Честный ремесленник в Англии, Самуил Бемфорд (Bamford), бывший одним из главных начальников революционных движений, обеспокоивавших Англию от 1816 до 1821 года, издал недавно описание важнейших своих приключений под названием «Записки радикала» (Mémoires d’un radical), разбор которых и извлечение из них я читал в «Revue Britannique», 1845 года[228], и счел кстати, уже при печатании моих «Воспоминаний», привесть здесь правила Бемфорда, внушенные ему опытностию и благоразумием. Честолюбцы и эгоисты, употребляя Бемфорда как орудие для достижения своих личных выгод, до тех пор льстили ему и обнадеживали его помощью, представляя в будущем блистательную участь, пока он им был нужен, а потом бросили с презрением, как выжатый лимон. Это общая участь честных людей в революциях! Хорошо еще, что Бемфорд этим отделался. Французская революция резала все честное и благородное. Рассказав все низости начальников революционных партий, Бемфорд составил себе следующий политический катехизис, который бы надлежало учить наизусть юношеству, особенно в Западной Европе.

«Трудолюбивый и небогатый человек не может лучше служить отечеству, как исполняя обязанности к своему семейству, и он не в состоянии оказать более действительной пользы, как приготовляя для отечества достойных граждан. Участие каждого гражданина в правлении есть повиновение законам и управление, с любовью и добродушием, своим семейством, которое должно быть его царством. Лучшая и единственная реформа, которою он может заняться, это усовершенствования в своем домашнем быту. Самые полезные митинги (meetings), т. е. народные собрания, суть те, которые отбываются в семейном кругу, а лучшие речи (speech) те, которые клонятся к водворению спокойствия, мира, любви и снисхождения к человечеству. Лучшие прошения (petitions) суть те, которые возносятся с сокрушенным сердцем к Царю Небесному, не презирающему гласа смирения, и те, которые представляются сильным земли для исходатайствования у них миролюбивым путем улучшений для страждущих собратий. Кто хочет успеха, должен научиться страдать. Кто хочет быть героем, должен уметь управлять собою. Кто хочет управлять, пусть научится повиноваться»(12).
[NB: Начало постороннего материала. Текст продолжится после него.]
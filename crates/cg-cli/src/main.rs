//! cohortgen CLI - generate study SQL from value sets and cube definitions

use anyhow::Result;
use clap::Parser;
use tracing_subscriber::EnvFilter;

mod cli;
mod commands;

use cli::Cli;
use commands::common::ExitCode;
use commands::{criteria, csv, cube, define, docref, filter, make, schema, union};

/// Install the log subscriber. `RUST_LOG` wins over `--verbose`.
fn init_logging(verbose: bool) {
    let level = if verbose { "debug" } else { "info" };
    let filter = EnvFilter::try_from_default_env().unwrap_or_else(|_| EnvFilter::new(level));
    let _ = tracing_subscriber::fmt()
        .with_env_filter(filter)
        .with_target(false)
        .with_writer(std::io::stderr)
        .try_init();
}

fn run(cli: &Cli) -> Result<()> {
    match &cli.command {
        cli::Commands::Csv(args) => csv::execute(args, &cli.global),
        cli::Commands::Define(args) => define::execute(args, &cli.global),
        cli::Commands::Filter(args) => filter::execute(args, &cli.global),
        cli::Commands::Criteria(args) => criteria::execute(args, &cli.global),
        cli::Commands::Union(args) => union::execute(args, &cli.global),
        cli::Commands::Cube(args) => cube::execute(args, &cli.global),
        cli::Commands::Make(args) => make::execute(args, &cli.global),
        cli::Commands::Schema(args) => schema::execute(args),
        cli::Commands::Docref(args) => docref::execute(args),
    }
}

fn main() -> Result<()> {
    let cli = Cli::parse();
    init_logging(cli.global.verbose);

    match run(&cli) {
        Err(err) => match err.downcast_ref::<ExitCode>() {
            Some(ExitCode(code)) => std::process::exit(*code),
            None => Err(err),
        },
        ok => ok,
    }
}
Сколько людей с умом, с дарованиями, с добрым сердцем, были бы спасены от гибели, если б эти правила укоренены были в них с юности!
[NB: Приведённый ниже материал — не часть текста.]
use super::*;
use pretty_assertions::assert_eq;

fn glioma() -> Naming {
    Naming::default()
}

fn name(value: &str) -> TableName {
    TableName::try_new(value).unwrap()
}

#[test]
fn test_codelist_to_view() {
    let codes = vec![
        Coding::new("http://snomed.info/sct", "393563007", "Glioma"),
        Coding::new("http://hl7.org/fhir/sid/icd-10-cm", "C71.1", "Malignant neoplasm; frontal lobe"),
    ];
    let sql = codelist_to_view(&codes, &name("glioma__include_dx")).unwrap();
    assert_eq!(
        sql,
        "create or replace view glioma__include_dx as select * from (values\n\
         ('http://hl7.org/fhir/sid/icd-10-cm', 'C71.1', 'Malignant neoplasm. frontal lobe')\n\
         ,('http://snomed.info/sct', '393563007', 'Glioma')\n\
         ) AS t (system, code, display) ;"
    );
}

#[test]
fn test_codelist_to_view_escapes_quotes() {
    let codes = vec![Coding::new("s", "1", "Crohn's disease")];
    let sql = codelist_to_view(&codes, &name("v")).unwrap();
    assert!(sql.contains("('s', '1', 'Crohns disease')"));
}

#[test]
fn test_codelist_to_view_is_order_independent() {
    let a = Coding::new("s", "1", "one");
    let b = Coding::new("s", "2", "two");
    let forward = codelist_to_view(&[a.clone(), b.clone()], &name("v")).unwrap();
    let reverse = codelist_to_view(&[b, a.clone(), a], &name("v")).unwrap();
    assert_eq!(forward, reverse);
}

#[test]
fn test_codelist_to_view_empty() {
    let err = codelist_to_view(&[], &name("glioma__include_dx")).unwrap_err();
    assert!(matches!(err, SqlGenError::EmptyCodeList { .. }));
}

#[test]
fn test_criteria_to_view() {
    let sql = criteria_to_view(
        &name("glioma__criteria_age"),
        &["age_min", "age_max"],
        &["18", "89"],
    )
    .unwrap();
    assert_eq!(
        sql,
        "create or replace view glioma__criteria_age as \n\
         select * from (values\n\
         (18,89)\n\
         ) AS t (age_min,age_max) ;"
    );
}

#[test]
fn test_criteria_to_view_literal_with_comma() {
    let sql = criteria_to_view(&name("glioma__c"), &["a", "b"], &["'x,y'", "2"]).unwrap();
    assert!(sql.contains("\n('x,y',2)\n"));
    assert!(sql.ends_with(") AS t (a,b) ;"));
}

#[test]
fn test_criteria_to_view_mismatch() {
    let err = criteria_to_view(&name("v"), &["a", "b"], &["1"]).unwrap_err();
    match err {
        SqlGenError::CriteriaMismatch {
            columns, values, ..
        } => {
            assert_eq!(columns, 2);
            assert_eq!(values, 1);
        }
        other => panic!("unexpected error: {other}"),
    }
}

#[test]
fn test_union_view() {
    let artifact = union_view(
        &glioma(),
        &["glioma__valueset_dx", "glioma__valueset_rx"],
        "valueset_all",
    )
    .unwrap();
    assert_eq!(artifact.table_name, "glioma__valueset_all");
    assert_eq!(
        artifact.contents,
        "create or replace view glioma__valueset_all as \n \
         select 'dx' as valueset, system, code, display from \n glioma__valueset_dx\n \
         UNION select 'rx' as valueset, system, code, display from \n glioma__valueset_rx"
    );
}

#[test]
fn test_union_view_does_not_double_prefix() {
    let artifact = union_view(&glioma(), &["glioma__valueset_dx"], "glioma__valueset_all").unwrap();
    assert_eq!(artifact.file_name(), "glioma__valueset_all.sql");
}

#[test]
fn test_union_view_empty() {
    let views: [&str; 0] = [];
    assert!(matches!(
        union_view(&glioma(), &views, "valueset_all").unwrap_err(),
        SqlGenError::EmptyUnion { .. }
    ));
}

#[test]
fn test_select_union_study_variables() {
    let sql = select_union_study_variables(&glioma(), &["glioma__cohort_dx", "rx"]);
    let lines: Vec<&str> = sql.lines().collect();
    assert_eq!(lines.len(), 2);
    assert!(lines[0].starts_with("\tselect distinct 'dx'\t as variable"));
    assert!(lines[0].ends_with(" from glioma__cohort_dx UNION"));
    assert!(lines[1].ends_with(" from glioma__cohort_rx"));
}

#[test]
fn test_select_lookup_study_variables() {
    let sql = select_lookup_study_variables(&glioma(), &["glioma__cohort_dx", "rx"]);
    assert_eq!(
        sql,
        "\tIF(lookup.variable='dx', lookup.valueset) AS dx,\n\
         \tIF(lookup.variable='rx', lookup.valueset) AS rx"
    );
}

#[test]
fn test_table_as_view() {
    let view = table_as_view("CREATE TABLE t AS (SELECT 1);", &name("t")).unwrap();
    assert_eq!(view, "CREATE or replace VIEW t AS SELECT 1;");
}

#[test]
fn test_table_as_view_ignores_surrounding_whitespace() {
    let view = table_as_view("\n  CREATE TABLE t AS (\nSELECT 1\n);\n", &name("t")).unwrap();
    assert_eq!(view, "CREATE or replace VIEW t AS \nSELECT 1\n;");
}

#[test]
fn test_table_as_view_only_rewrites_final_terminator() {
    let sql = "CREATE TABLE t AS (SELECT f(x); SELECT 2);";
    let view = table_as_view(sql, &name("t")).unwrap();
    assert_eq!(view, "CREATE or replace VIEW t AS SELECT f(x); SELECT 2;");
}

#[test]
fn test_table_as_view_rejects_casing_mismatch() {
    let err = table_as_view("create table t as (SELECT 1);", &name("t")).unwrap_err();
    assert!(matches!(err, SqlGenError::ViewRewrite { .. }));
}

#[test]
fn test_table_as_view_rejects_other_table() {
    let err = table_as_view("CREATE TABLE other AS (SELECT 1);", &name("t")).unwrap_err();
    assert!(err.to_string().contains("does not start with"));
}

#[test]
fn test_table_as_view_rejects_missing_terminator() {
    let err = table_as_view("CREATE TABLE t AS (SELECT 1)", &name("t")).unwrap_err();
    assert!(err.to_string().contains("does not end with"));
}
Матушка, получив печальное известие, немедленно выехала в Минск со всем семейством и явилась к генералу Тутолмину просить совета и покровительства. Тутолмин жаловал моего отца, соболезновал о его участи, но советовал подождать, пока пройдет первый жар, обещая за него вступиться и даже писать в Петербург. Между тем пришло известие о смерти императрицы Екатерины II (скончавшейся 5 ноября 1796 года) и восшествии на престол императора Павла Петровича. Многие из значительнейших чиновников и генералов русских уехали в Петербург, и в том числе Тутолмин, и матушка решилась подождать его возвращения в Минске, где у нас был собственный дом, или, как тогда называли, юрисдикция, т. е. дом с местом, подчиненные не городской власти, а своей, шляхетской.
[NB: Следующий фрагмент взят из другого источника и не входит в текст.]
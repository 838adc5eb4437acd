use super::*;
use crate::error::SqlGenError;
use cg_core::files::{read_text, write_text};
use cg_core::{CoreError, StudyConfig};
use tempfile::{tempdir, TempDir};

fn study() -> (TempDir, Study) {
    let dir = tempdir().unwrap();
    let study = Study::new(dir.path(), StudyConfig::default()).unwrap();
    (dir, study)
}

fn codes() -> Vec<Coding> {
    vec![
        Coding::new("http://snomed.info/sct", "393563007", "Glioma"),
        Coding::new("http://snomed.info/sct", "254938000", "Astrocytoma"),
    ]
}

#[test]
fn test_define_writes_prefixed_view() {
    let (_dir, study) = study();
    let path = define(&study, &codes(), "valueset_dx").unwrap();
    assert_eq!(path, study.paths.output("glioma__valueset_dx.sql"));
    let sql = read_text(&path).unwrap();
    assert!(sql.starts_with("create or replace view glioma__valueset_dx as"));
}

#[test]
fn test_include_and_exclude_names() {
    let (_dir, study) = study();
    let included = include(&study, &codes(), "dx").unwrap();
    let excluded = exclude(&study, &codes(), "dx").unwrap();
    assert!(included.ends_with("glioma__include_dx.sql"));
    assert!(excluded.ends_with("glioma__exclude_dx.sql"));
}

#[test]
fn test_define_empty_writes_nothing() {
    let (_dir, study) = study();
    assert!(matches!(
        define(&study, &[], "dx").unwrap_err(),
        SqlGenError::EmptyCodeList { .. }
    ));
    assert!(!study.paths.output_dir().exists());
}

#[test]
fn test_criteria_view_writes_file() {
    let (_dir, study) = study();
    let path = criteria_view(&study, "criteria_age", &["age_min"], &["18"]).unwrap();
    assert!(path.ends_with("glioma__criteria_age.sql"));
    assert!(read_text(&path).unwrap().contains("(18)"));
}

#[test]
fn test_union_view_list_writes_file() {
    let (_dir, study) = study();
    let path = union_view_list(
        &study,
        &["glioma__include_dx", "glioma__include_rx"],
        "valueset_all",
    )
    .unwrap();
    let sql = read_text(&path).unwrap();
    assert!(sql.contains("select 'include_dx' as valueset"));
    assert!(sql.contains("\n UNION select 'include_rx' as valueset"));
}

#[test]
fn test_csv_view_name() {
    let (_dir, study) = study();
    assert_eq!(
        csv_view_name(&study, "glioma__valueset_topography.csv"),
        "valueset_topography"
    );
    assert_eq!(csv_view_name(&study, "morphology.csv"), "morphology");
}

#[test]
fn test_csv_to_sql() {
    let (_dir, study) = study();
    write_text(
        &study.paths.valueset("glioma__valueset_topography.csv"),
        "http://terminology.hl7.org/CodeSystem/icd-o-3,C71.2,Temporal lobe\n\
         http://terminology.hl7.org/CodeSystem/icd-o-3,C71.1,Frontal lobe\n",
    )
    .unwrap();
    let path = csv_to_sql(&study, "glioma__valueset_topography.csv").unwrap();
    assert!(path.ends_with("glioma__valueset_topography.sql"));
    let sql = read_text(&path).unwrap();
    let frontal = sql.find("C71.1").unwrap();
    let temporal = sql.find("C71.2").unwrap();
    assert!(frontal < temporal);
}

#[test]
fn test_csv_to_sql_missing_file() {
    let (_dir, study) = study();
    let err = csv_to_sql(&study, "absent.csv").unwrap_err();
    assert!(matches!(err, SqlGenError::Core(CoreError::FileNotFound { .. })));
    assert!(!study.paths.output_dir().exists());
}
Не помню, накануне какого большого праздника матушка взяла меня в церковь, к вечерне. Народу была в церкви бездна, и в тесноте меня как-то оттерли от матушки и вытолкнули за двери. Я обрадовался, что выбрался из удушливой тесноты, в которой едва не задохнулся, и вознамерился возвратиться домой; но, не зная улиц, забрел в конец города, блуждал в темноте, не встречая ни одной души, и наконец, не зная что делать, принялся плакать. Фонарей тогда не было на улицах, как теперь, и я шел наобум, по пояс в снегу, содрогаясь от лая собак. Вдруг, при повороте, вижу вдали огонь. Я побежал туда из всех сил и попал на гауптвахту! Часовой вызвал унтер-офицера, который проводил меня в офицерскую комнату. Я рассказал офицеру мое приключение, назвал мою фамилию, но не умел наименовать улицы, на которой находился наш дом. Офицер советовал мне прилечь на скамье, обещая на другой день отыскать наш дом и отвесть меня к матери. Нечего было делать, я согласился. В это время вошел молодой человек в губернском мундире. «Я дежурный чиновник губернаторской канцелярии, – сказал он офицеру, – и пришел просить вас о смене часового у кассы, который заболел ужасным колотьем в боках, так что не может дышать». Пока офицер распоряжался, чтоб выслать людей за больным солдатом и очередного на смену, молодой чиновник спросил меня, кто я таков и что здесь делаю. Я рассказал ему мое приключение. Чиновник сказал офицеру, что знает наш дом, и взялся отвезть меня немедленно. Мы сели в сани, и чрез несколько минут я уже находился в объятиях матери, которая была в ужасном отчаянии, воображая, что меня украли жиды! Тогда еще верили в Литве, что жиды употребляют христианскую кровь для печения опресноков (т. е. мацы) в праздник Пасхи. Можно себе представить, как благодарна была матушка чиновнику и как его приняла. Было уже около одиннадцати часов ночи, и потому гостя не удерживали, но матушка запросила чиновника на другой день к обеду; он явился – и с этого дня стал безвыходным нашим гостем и другом семейства, а через четыре месяца женился на старшей сестре моей, Елисавете, которая прожила с ним счастливо лет тридцать(13). Зять мой впоследствии называл меня в шутку сватом.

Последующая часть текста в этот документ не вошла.